L’obiettivo è contenere le complicanze di questa terapia, considerata la nuova frontiera nella lotta ai tumori del sangue. Il piccolo paziente del Bambin Gesù, affetto da una grave forma di leucemia acuta, è stato trattato dal team della Terapia Intensiva d’Urgenza e Oncoematologia pediatrica. La leucemia acuta rappresenta la forma più diffusa in età pediatrica: a livello nazionale si contano circa 400 nuovi casi l’anno.

La pubblicazione dello studio di Gabriella Bottari e dei suoi colleghi dell’Opbg suggerisce che l’uso dell’Aferesi combinato con la terapia Car-T può rappresentare una soluzione promettente per controllare le complicanze causate da questa terapia antitumorale, senza inficiarne in alcun modo l’azione. Attualmente, l’immunoterapia con cellule Car-T rappresenta la nuova frontiera per il trattamento dei tumori del sangue refrattari alla chemioterapia.

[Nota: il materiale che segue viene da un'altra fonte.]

//! Router setup and server start-up.

use axum::extract::DefaultBodyLimit;
use axum::http::{header, Method};
use axum::routing::{get, post};
use axum::Router;
use parlance_core::config::ServerConfig;
use parlance_core::ParlanceError;
use tower_http::cors::{Any, CorsLayer};
use tower_http::trace::TraceLayer;

use crate::handlers;
use crate::state::AppState;

/// Create the axum Router with all routes and middleware.
pub fn create_router(state: AppState) -> Router {
    let cors = CorsLayer::new()
        .allow_origin(Any)
        .allow_methods([Method::GET, Method::POST, Method::OPTIONS])
        .allow_headers([header::CONTENT_TYPE, header::AUTHORIZATION, header::ACCEPT]);

    let public_routes = Router::new().route("/health", get(handlers::health));

    let protected_routes = Router::new()
        .route("/webhook", post(handlers::webhook))
        .route_layer(axum::middleware::from_fn_with_state(
            state.clone(),
            crate::auth::require_auth,
        ));

    public_routes
        .merge(protected_routes)
        .layer(DefaultBodyLimit::max(1024 * 1024))
        .layer(TraceLayer::new_for_http())
        .layer(cors)
        .with_state(state)
}

/// Bind to the configured address and serve until the process exits.
pub async fn start_server(config: &ServerConfig, state: AppState) -> Result<(), ParlanceError> {
    let addr = format!("{}:{}", config.host, config.port);
    let router = create_router(state);

    tracing::info!("Starting webhook server on {}", addr);

    let listener = tokio::net::TcpListener::bind(&addr)
        .await
        .map_err(|e| ParlanceError::Api(format!("Failed to bind: {}", e)))?;

    axum::serve(listener, router)
        .await
        .map_err(|e| ParlanceError::Api(format!("Server error: {}", e)))?;

    Ok(())
}
use tracing::debug;

use crate::error::RegistrationError;
use crate::intent::IntentConfig;
use crate::registry::Registry;
use crate::types::{EntityDefinition, EntityOptions, IntentDefinition, TermEntry};

/// Local declarations: the desired state pushed to the remote catalog.
#[derive(Debug, Clone, Default)]
pub struct Catalog {
    pub intents: Registry<IntentDefinition>,
    pub entities: Registry<EntityDefinition>,
}

impl Catalog {
    pub fn new() -> Self {
        Self::default()
    }

    /// Compile and register an intent payload. The first registration of a
    /// key wins.
    pub fn register_intent(
        &mut self,
        key: &str,
        config: &IntentConfig,
    ) -> Result<&IntentDefinition, RegistrationError> {
        if self.intents.contains(key) {
            return Err(RegistrationError::DuplicateIntent(key.to_string()));
        }
        let intent = IntentDefinition::configure(key, config)?;
        self.intents
            .insert(intent)
            .map_err(|rejected| RegistrationError::DuplicateIntent(rejected.name))?;
        debug!(intent = key, "Intent registered");
        self.intents
            .get(key)
            .ok_or_else(|| RegistrationError::DuplicateIntent(key.to_string()))
    }

    pub fn register_entity(
        &mut self,
        key: &str,
        entries: Vec<TermEntry>,
        options: EntityOptions,
    ) -> Result<(), RegistrationError> {
        if key.is_empty() {
            return Err(RegistrationError::MissingEntityKey);
        }
        self.entities
            .insert(EntityDefinition::new(key, entries, options))
            .map_err(|rejected| RegistrationError::DuplicateEntity(rejected.name))?;
        debug!(entity = key, "Entity registered");
        Ok(())
    }
}
#[cfg(test)]
mod tests {
    use super::*;
    use parlance_dialog::{InvocationState, WebhookRequest};

    fn demo() -> Assistant {
        let mut assistant = Assistant::new("An error occurred.");
        register(&mut assistant).unwrap();
        assistant.mark_started();
        assistant
    }

    fn next_request(action: &str, previous: &parlance_dialog::DialogOutcome, params: Value) -> WebhookRequest {
        let contexts = previous.to_webhook_response().context_out;
        serde_json::from_value(json!({
            "sessionId": "s-1",
            "result": {"action": action, "parameters": params, "contexts": contexts}
        }))
        .unwrap()
    }

    #[test]
    fn test_demo_declares_catalog() {
        let app = demo();
        let names: Vec<_> = app.catalog().intents.names().collect();
        assert_eq!(
            names,
            vec![
                "input.welcome",
                "input.unknown",
                "input.unknown.response",
                "input.fact",
                "input.fact.next.response",
            ]
        );
        assert_eq!(app.catalog().entities.len(), 1);
        assert_eq!(app.dispatcher().fallback(), Some("input.unknown"));
    }

    #[tokio::test]
    async fn test_welcome_then_fallback_repeats_output() {
        let app = demo();
        let welcome = app
            .handle(&WebhookRequest::for_action("input.welcome"))
            .await
            .unwrap();
        assert!(!welcome.reply.speech.contains("only say this on fallback"));
        assert_eq!(welcome.state, InvocationState::Finalized);

        let fallback = app
            .handle(&next_request("input.unknown", &welcome, json!({})))
            .await
            .unwrap();
        let speech = &fallback.reply.speech;
        assert!(speech.starts_with("<speak>Sorry. I didn't catch that (1)."));
        assert!(speech.contains("Lets test the fallback intent!"));
        assert!(speech.contains("I will only say this on fallback."));
        assert!(!speech.contains("I won't repeat this."));
    }

    #[tokio::test]
    async fn test_repeated_fallback_offers_to_continue() {
        let app = demo();
        let mut outcome = app
            .handle(&WebhookRequest::for_action("input.welcome"))
            .await
            .unwrap();
        for _ in 0..2 {
            outcome = app
                .handle(&next_request("some.unknown.action", &outcome, json!({})))
                .await
                .unwrap();
        }
        assert!(outcome.reply.speech.contains("(2)"));

        outcome = app
            .handle(&next_request("input.unknown", &outcome, json!({})))
            .await
            .unwrap();
        assert!(outcome.reply.speech.contains("Would you like to continue?"));
        assert!(outcome
            .contexts_out
            .iter()
            .any(|c| c.name == "fallback_response_context"));

        let bye = app
            .handle(&next_request(
                "input.unknown.response",
                &outcome,
                json!({"response": "no"}),
            ))
            .await
            .unwrap();
        assert_eq!(bye.reply.speech, "<speak>OK. Bye!</speak>");
        assert!(!bye.reply.expect_user_response);
    }

    #[tokio::test]
    async fn test_fact_uses_nested_intents() {
        let app = demo();
        let outcome = app
            .handle(&WebhookRequest::for_action("input.fact"))
            .await
            .unwrap();
        let speech = &outcome.reply.speech;
        assert!(speech.starts_with("<speak>OK! Super interesting fact"));
        assert!(speech.contains("Would you like to hear another fact?"));
        assert!(outcome
            .contexts_out
            .iter()
            .any(|c| c.name == "fact_prompt_next_context"));
        assert_eq!(outcome.session_data["facts"]["current"], 1);
        assert_eq!(outcome.session_data["facts"]["indexes"].as_array().unwrap().len(), 4);
    }

    #[tokio::test]
    async fn test_all_facts_then_reset() {
        let app = demo();
        let mut outcome = app
            .handle(&WebhookRequest::for_action("input.fact"))
            .await
            .unwrap();
        for _ in 0..3 {
            outcome = app
                .handle(&next_request(
                    "input.fact.next.response",
                    &outcome,
                    json!({"response": "yes"}),
                ))
                .await
                .unwrap();
        }
        assert!(outcome.reply.speech.contains("That's all the facts I have for you."));
        assert_eq!(outcome.session_data["facts"]["current"], 0);
    }
}
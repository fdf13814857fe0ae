//! Pure comparisons between local declarations, the remote snapshot, and the
//! cache. Nothing here performs I/O.

use std::collections::HashSet;

use parlance_core::{CleanTarget, IntentDefinition, Named, Registry, RemoteItem};

/// Items to delete remotely and/or from the cache.
///
/// Cached names with no local declaration come first. With `force_sync`,
/// remote items with no local declaration follow. Names are unique; the
/// first occurrence wins, so a name found in both places stays cache-origin.
pub fn compute_clean_list<T: Named>(
    local: &Registry<T>,
    remote: &[RemoteItem],
    cached: &[String],
    force_sync: bool,
) -> Vec<CleanTarget> {
    let cache_drift = cached
        .iter()
        .filter(|name| !local.contains(name))
        .map(|name| CleanTarget::cached(name.as_str()));

    let remote_drift = remote
        .iter()
        .filter(|_| force_sync)
        .filter(|item| !local.contains(&item.name))
        .map(|item| CleanTarget::remote(item.name.as_str(), item.id.as_str()));

    let mut seen = HashSet::new();
    cache_drift
        .chain(remote_drift)
        .filter(|target| seen.insert(target.name.clone()))
        .collect()
}

/// How one local intent reaches the catalog.
#[derive(Debug, Clone, PartialEq, Eq)]
pub enum IntentWrite {
    Create,
    Update { id: String },
}

/// Create-vs-update decision for every local intent, in registration order.
pub fn plan_intent_writes<'a>(
    local: &'a Registry<IntentDefinition>,
    remote: &[RemoteItem],
) -> Vec<(&'a IntentDefinition, IntentWrite)> {
    local
        .iter()
        .map(|intent| {
            let write = match find_remote(remote, &intent.name) {
                Some(item) => IntentWrite::Update {
                    id: item.id.clone(),
                },
                None => IntentWrite::Create,
            };
            (intent, write)
        })
        .collect()
}

/// A clean target resolved against the remote snapshot.
#[derive(Debug, Clone, PartialEq, Eq)]
pub enum Deletion {
    /// Present remotely: delete by remote id, then drop any cache entry.
    Remote { name: String, id: String },
    /// Unknown to the catalog: only the cache entry goes.
    CacheOnly { name: String },
}

impl Deletion {
    pub fn name(&self) -> &str {
        match self {
            Deletion::Remote { name, .. } | Deletion::CacheOnly { name } => name,
        }
    }
}

pub fn match_remote(targets: &[CleanTarget], remote: &[RemoteItem]) -> Vec<Deletion> {
    targets
        .iter()
        .map(|target| match find_remote(remote, &target.name) {
            Some(item) => Deletion::Remote {
                name: item.name.clone(),
                id: item.id.clone(),
            },
            None => Deletion::CacheOnly {
                name: target.name.clone(),
            },
        })
        .collect()
}

fn find_remote<'a>(remote: &'a [RemoteItem], name: &str) -> Option<&'a RemoteItem> {
    remote.iter().find(|item| item.name == name)
}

Nel 25% dei pazienti trattati – sia in ambito pediatrico sia adulto – si sviluppano però gravi effetti collaterali, la cosiddetta Cytokine Release Syndrome (CRS), caratterizzata da una risposta infiammatoria incontrollata e potenzialmente letale. Sino ad oggi, questa grave sindrome è stata trattata con farmaci che non sempre riescono però a controllare lo stato infiammatorio, oltre a sopprimere il sistema immunitario e aumentando il rischio di infezione grave.

Il team del Bambin Gesù ha deciso quindi – in questo caso grave – di ricorrere alla terapia aferetica, con l’obiettivo di depurare il sangue del paziente, tutto questo senza compromettere il sistema immunitario. Lo studio attesta che il paziente è stato salvato e dimesso dalla terapia intensiva, dopo 15 giorni.